- Exercise requirements: The answer must consist of every line below that contains the word "each".

- Provided records:
impl<'a> ElectricReconciler<'a> {
    pub fn new(db: &'a Database) -> Self {
        Self { db }
    }

    /// Reconcile one OCR-extracted value into the month's slots.
    ///
    /// `explicit_index` is set when the caller knows which register was
    /// photographed; otherwise the slot is chosen by the sort rules.
    /// Re-submitting a value the month already holds is idempotent.
    pub fn reconcile(
        &self,
        apartment_id: i64,
        ym: &Ym,
        value: f64,
        explicit_index: Option<i64>,
    ) -> Result<ReconcileOutcome> {
        let conn = self.db.conn()?;

        conn.execute("BEGIN TRANSACTION", [])?;

        let result = (|| {
            let expected = electric_expected_in(&conn, apartment_id)?;
            let rows = electric_readings_in(&conn, apartment_id, ym)?;

            // A value we already hold confirms the stored slot instead of
            // occupying another one.
            if let Some(hit) = duplicate_hit(&rows, value, expected) {
                if hit.source != ReadingSource::Ocr {
                    promote_reading_to_ocr_in(&conn, hit.id, value)?;
                    debug!(
                        "Duplicate electric value {} for apartment {} {}: slot {} confirmed as OCR",
                        value, apartment_id, ym, hit.meter_index
                    );
                    return Ok(ReconcileOutcome::Duplicate {
                        index: hit.meter_index,
                        promoted_to_ocr: true,
                    });
                }
                debug!(
                    "Duplicate electric value {} for apartment {} {}: already in slot {}",
                    value, apartment_id, ym, hit.meter_index
                );
                return Ok(ReconcileOutcome::Duplicate {
                    index: hit.meter_index,
                    promoted_to_ocr: false,
                });
            }

            if let Some(requested) = explicit_index {
                return write_explicit_in(&conn, apartment_id, ym, requested, value, expected, &rows);
            }

            if rows.iter().any(|r| r.source == ReadingSource::Manual) {
                return manual_present_in(&conn, apartment_id, ym, value, expected, &rows);
            }

            auto_sort_in(&conn, apartment_id, ym, value, expected, &rows)
        })();

        match result {
            Ok(outcome) => {
                conn.execute("COMMIT", [])?;
                Ok(outcome)
            }
            Err(e) => {
                let _ = conn.execute("ROLLBACK", []);
                Err(e)
            }
        }
    }

    /// Overwrite a slot with a human-entered value, then restore
    /// canonical order (admin and bot corrections).
    ///
    /// Returns the slot the value landed in after re-sorting.
    pub fn write_manual(
        &self,
        apartment_id: i64,
        ym: &Ym,
        meter_index: i64,
        value: f64,
    ) -> Result<i64> {
        let idx = meter_index.clamp(1, 3);
        let conn = self.db.conn()?;

        conn.execute("BEGIN TRANSACTION", [])?;

        let result = (|| {
            let expected = electric_expected_in(&conn, apartment_id)?;

            upsert_reading_in(
                &conn,
                &ReadingWrite::new(
                    apartment_id,
                    ym.clone(),
                    MeterType::Electric,
                    idx,
                    value,
                    ReadingSource::Manual,
                ),
            )?;

            if expected != 3 {
                return Ok(idx);
            }

            let mapping = normalize_slots_in(&conn, apartment_id, ym)?;
            Ok(mapping
                .iter()
                .find(|(_, v)| same_value(*v, value))
                .map(|(slot, _)| *slot)
                .unwrap_or(idx))
        })();

        match result {
            Ok(landed) => {
                conn.execute("COMMIT", [])?;
                Ok(landed)
            }
            Err(e) => {
                let _ = conn.execute("ROLLBACK", []);
                Err(e)
            }
        }
    }

    /// Admin accepts the extra value: the apartment is billed on one more
    /// register from now on (capped at 3) and the month unblocks.
    ///
    /// Returns the new expected count, or `None` when nothing was pending.
    pub fn accept_extra(&self, apartment_id: i64, ym: &Ym) -> Result<Option<i64>> {
        let conn = self.db.conn()?;

        conn.execute("BEGIN TRANSACTION", [])?;

        let result = (|| {
            let (pending, snapshot) = extra_pending_in(&conn, apartment_id, ym)?;
            if !pending {
                return Ok(None);
            }

            let snapshot = match snapshot {
                Some(s) => clamp_expected(s),
                None => electric_expected_in(&conn, apartment_id)?,
            };
            let new_expected = (snapshot + 1).min(3);

            set_electric_expected_in(&conn, apartment_id, new_expected)?;
            clear_extra_pending_in(&conn, apartment_id, ym)?;
            Ok(Some(new_expected))
        })();

        match result {
            Ok(outcome) => {
                conn.execute("COMMIT", [])?;
                if let Some(n) = outcome {
                    info!(
                        "Accepted extra electric reading for apartment {} {}: now billed on {} registers",
                        apartment_id, ym, n
                    );
                }
                Ok(outcome)
            }
            Err(e) => {
                let _ = conn.execute("ROLLBACK", []);
                Err(e)
            }
        }
    }

    /// Admin rejects the extra value: slots above the snapshotted expected
    /// count are deleted and the month unblocks.
    ///
    /// Returns the expected count that was kept.
    pub fn reject_extra(&self, apartment_id: i64, ym: &Ym) -> Result<i64> {
        let conn = self.db.conn()?;

        conn.execute("BEGIN TRANSACTION", [])?;

        let result = (|| {
            let (_, snapshot) = extra_pending_in(&conn, apartment_id, ym)?;
            let snapshot = match snapshot {
                Some(s) => clamp_expected(s),
                None => electric_expected_in(&conn, apartment_id)?,
            };

            delete_electric_above_in(&conn, apartment_id, ym, snapshot)?;
            clear_extra_pending_in(&conn, apartment_id, ym)?;
            Ok(snapshot)
        })();

        match result {
            Ok(snapshot) => {
                conn.execute("COMMIT", [])?;
                info!(
                    "Rejected extra electric reading for apartment {} {}: kept slots 1..{}",
                    apartment_id, ym, snapshot
                );
                Ok(snapshot)
            }
            Err(e) => {
                let _ = conn.execute("ROLLBACK", []);
                Err(e)
            }
        }
    }
}

/// Find the stored row the value confirms, if any.
///
/// When the apartment is billed on all three registers, a match in slot 3
/// wins over lower slots so that a late T3 photo confirms T3 rather than
/// re-confirming T1.
fn duplicate_hit(rows: &[MeterReading], value: f64, expected: i64) -> Option<&MeterReading> {
    let hits: Vec<&MeterReading> = rows
        .iter()
        .filter(|r| same_value(r.value, value))
        .collect();
    if hits.is_empty() {
        return None;
    }
    if expected >= 3 {
        if let Some(t3) = hits.iter().find(|r| r.meter_index == 3) {
            return Some(t3);
        }
    }
    hits.into_iter().next()
}

fn first_free_slot(rows: &[MeterReading]) -> Option<i64> {
    (1..=3).find(|i| !rows.iter().any(|r| r.meter_index == *i))
}

/// Canonical slot for each position of an ascending-sorted value list.
///
/// One value belongs to T1. With two, the smaller is T2 and the larger
/// T1. With three, T2 takes the minimum, T1 the middle and T3 the
/// maximum.
fn canonical_slots(count: usize) -> &'static [i64] {
    match count {
        1 => &[1],
        2 => &[2, 1],
        3 => &[2, 1, 3],
        _ => &[],
    }
}

/// Rewrite the month's electric rows into canonical slot order, keeping
/// each value's source and audit trail. Returns the (slot, value) layout
/// that was written, observed values first.
///
/// With exactly two observed values the day/night registers sum to the
/// total register, so slot 3 is filled with `min + max` as a manual
/// placeholder (no OCR trail). It does not satisfy the photo requirement
/// for billing; a later photo of the real T3 confirms it via the
/// duplicate path.
fn normalize_slots_in(conn: &Connection, apartment_id: i64, ym: &Ym) -> Result<Vec<(i64, f64)>> {
    let mut items = electric_readings_in(conn, apartment_id, ym)?;
    if items.is_empty() {
        return Ok(Vec::new());
    }
    items.sort_by(|a, b| a.value.partial_cmp(&b.value).unwrap_or(std::cmp::Ordering::Equal));

    let slots = canonical_slots(items.len());

    delete_electric_range_in(conn, apartment_id, ym)?;

    let mut mapping = Vec::with_capacity(items.len() + 1);
    for (slot, item) in slots.iter().zip(items.iter()) {
        upsert_reading_in(
            conn,
            &ReadingWrite {
                apartment_id,
                ym: ym.clone(),
                meter_type: MeterType::Electric,
                meter_index: *slot,
                value: item.value,
                source: item.source,
                ocr_value: item.ocr_value,
            },
        )?;
        mapping.push((*slot, item.value));
    }

    if items.len() == 2 {
        let derived = items[0].value + items[1].value;
        upsert_reading_in(
            conn,
            &ReadingWrite {
                apartment_id,
                ym: ym.clone(),
                meter_type: MeterType::Electric,
                meter_index: 3,
                value: derived,
                source: ReadingSource::Manual,
                ocr_value: None,
            },
        )?;
        mapping.push((3, derived));
        debug!(
            "Filled electric slot 3 for apartment {} {} with derived sum {}",
            apartment_id, ym, derived
        );
    }
    Ok(mapping)
}
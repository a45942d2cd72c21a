//! Meterbill Core Library
//!
//! Shared functionality for the meterbill utility billing tool:
//! - Database access and migrations
//! - Month (YYYY-MM) parsing and arithmetic
//! - Electric slot reconciliation (duplicates, auto-sort, extra detection)
//! - Bill calculation with tariff resolution and diff-threshold gating
//! - Approval/send state machine with notification dedup
//! - Reading ingest pipeline with audit trail
//! - Tariff CSV import

pub mod approval;
pub mod billing;
pub mod config;
pub mod db;
pub mod error;
pub mod import;
pub mod ingest;
pub mod models;
pub mod notify;
pub mod reconcile;
pub mod ym;

pub use approval::ApprovalManager;
pub use billing::{BillCalculator, BillComponents, BillReason, BillResult, ResolvedTariff};
pub use config::BillingConfig;
pub use db::Database;
pub use error::{Error, Result};
pub use import::{import_tariffs_csv, TariffImportStats};
pub use ingest::{CleanedReading, IngestOutcome, IngestPipeline};
pub use models::{Apartment, MeterReading, MeterType, MonthState, ReadingSource, Tariff};
pub use notify::{NoopSender, NotificationSender, TelegramSender};
pub use reconcile::{ElectricReconciler, ReconcileOutcome};
pub use ym::Ym;
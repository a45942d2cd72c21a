//! Apartment registry command implementations

use anyhow::Result;
use meterbill_core::db::{Database, NewApartment};

use super::{fmt_ts, truncate};

#[allow(clippy::too_many_arguments)]
pub fn cmd_apartment_add(
    db: &Database,
    title: &str,
    tenant: Option<String>,
    address: Option<String>,
    note: Option<String>,
    ls_account: Option<String>,
    chat: Option<i64>,
    expected: Option<i64>,
) -> Result<()> {
    let id = db.create_apartment(&NewApartment {
        title: title.to_string(),
        tenant_name: tenant,
        address,
        note,
        ls_account,
        chat_id: chat,
        electric_expected: expected,
    })?;

    let apartment = db.require_apartment(id)?;

    println!("✅ Added apartment {} ({})", id, apartment.title);
    println!("   Electric registers: {}", apartment.electric_expected);
    match apartment.chat_id {
        Some(chat_id) => println!("   Chat: {}", chat_id),
        None => {
            println!("   Chat: (not bound)");
            println!("   Bind one later with: meterbill apartment bind-chat {} <chat_id>", id);
        }
    }

    Ok(())
}

pub fn cmd_apartment_list(db: &Database) -> Result<()> {
    let apartments = db.list_apartments()?;

    if apartments.is_empty() {
        println!("No apartments yet. Register one with:");
        println!("  meterbill apartment add \"Unit 12\" --chat 123456");
        return Ok(());
    }

    println!();
    println!("🏠 Apartments");
    println!("   ─────────────────────────────────────────────────────────────");

    for a in apartments {
        let chat = a
            .chat_id
            .map(|c| c.to_string())
            .unwrap_or_else(|| "no chat".to_string());
        println!(
            "   [{}] {:<24} │ {} registers │ {:<12} │ {}",
            a.id,
            truncate(&a.title, 24),
            a.electric_expected,
            chat,
            a.tenant_name.as_deref().unwrap_or(""),
        );
    }

    Ok(())
}

pub fn cmd_apartment_show(db: &Database, id: i64) -> Result<()> {
    let a = db.require_apartment(id)?;

    println!();
    println!("🏠 Apartment {}: {}", a.id, a.title);
    println!("   ─────────────────────────────────────────────────────────────");
    if let Some(tenant) = &a.tenant_name {
        println!("   Tenant: {}", tenant);
    }
    if let Some(address) = &a.address {
        println!("   Address: {}", address);
    }
    if let Some(ls) = &a.ls_account {
        println!("   LS account: {}", ls);
    }
    if let Some(note) = &a.note {
        println!("   Note: {}", note);
    }
    println!("   Electric registers: {}", a.electric_expected);
    match a.chat_id {
        Some(chat) => println!("   Chat: {}", chat),
        None => println!("   Chat: (not bound)"),
    }
    println!("   Created: {}", fmt_ts(&a.created_at));

    Ok(())
}

pub fn cmd_apartment_set_expected(db: &Database, id: i64, expected: i64) -> Result<()> {
    db.set_electric_expected(id, expected)?;
    let stored = db.electric_expected(id)?;

    println!(
        "✅ Apartment {} now billed on {} electric register(s)",
        id, stored
    );
    if stored != expected {
        println!("   (requested {} was clamped to the valid 1-3 range)", expected);
    }

    Ok(())
}

pub fn cmd_apartment_bind_chat(db: &Database, id: i64, chat_id: i64) -> Result<()> {
    let a = db.require_apartment(id)?;
    db.update_apartment(
        id,
        &NewApartment {
            title: a.title.clone(),
            tenant_name: a.tenant_name.clone(),
            address: a.address.clone(),
            note: a.note.clone(),
            ls_account: a.ls_account.clone(),
            chat_id: Some(chat_id),
            electric_expected: Some(a.electric_expected),
        },
    )?;

    println!("✅ Chat {} bound to apartment {} ({})", chat_id, id, a.title);
    println!("   Bills for this unit will be delivered to this chat.");

    Ok(())
}
//! CLI command implementations
//!
//! Commands are organized by domain:
//! - `apartments` - Apartment registry commands (add, list, show, set-expected, bind-chat)
//! - `bills` - Bill commands (calc, approve, send) and extra-reading resolution
//! - `core` - Core commands (init, status) and shared utilities (open_db)
//! - `readings` - Reading submission and inspection commands
//! - `tariffs` - Tariff management commands (set, list, import)

pub mod apartments;
pub mod bills;
pub mod core;
pub mod readings;
pub mod tariffs;

// Re-export command functions for main.rs
pub use apartments::*;
pub use bills::*;
pub use core::*;
pub use readings::*;
pub use tariffs::*;

use anyhow::Result;
use chrono::{DateTime, Utc};
use meterbill_core::notify::{NoopSender, NotificationSender, TelegramSender};
use meterbill_core::ym::Ym;
use tracing::debug;

/// Truncate a string to a maximum number of characters, adding "..." if truncated.
///
/// Counts chars, not bytes: titles and tenant names are routinely Cyrillic.
pub fn truncate(s: &str, max: usize) -> String {
    if s.chars().count() <= max {
        s.to_string()
    } else {
        let kept: String = s.chars().take(max.saturating_sub(3)).collect();
        format!("{}...", kept)
    }
}

/// Format a stored timestamp for table output
pub fn fmt_ts(ts: &DateTime<Utc>) -> String {
    ts.format("%Y-%m-%d %H:%M").to_string()
}

/// Resolve an optional YYYY-MM argument, defaulting to the current month
pub fn resolve_month(month: Option<&str>) -> Result<Ym> {
    match month {
        Some(m) => Ok(Ym::parse(m)?),
        None => Ok(Ym::now()),
    }
}

/// Pick the configured bill transport: Telegram when the token is set,
/// otherwise a no-op sender that leaves bills unsent
pub fn sender_from_env() -> Box<dyn NotificationSender> {
    match TelegramSender::from_env() {
        Some(sender) => Box::new(sender),
        None => {
            debug!("No notification transport configured; bills stay unsent");
            Box::new(NoopSender)
        }
    }
}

- Answer section:
/// Canonical slot for each position of an ascending-sorted value list.
/// each value's source and audit trail. Returns the (slot, value) layout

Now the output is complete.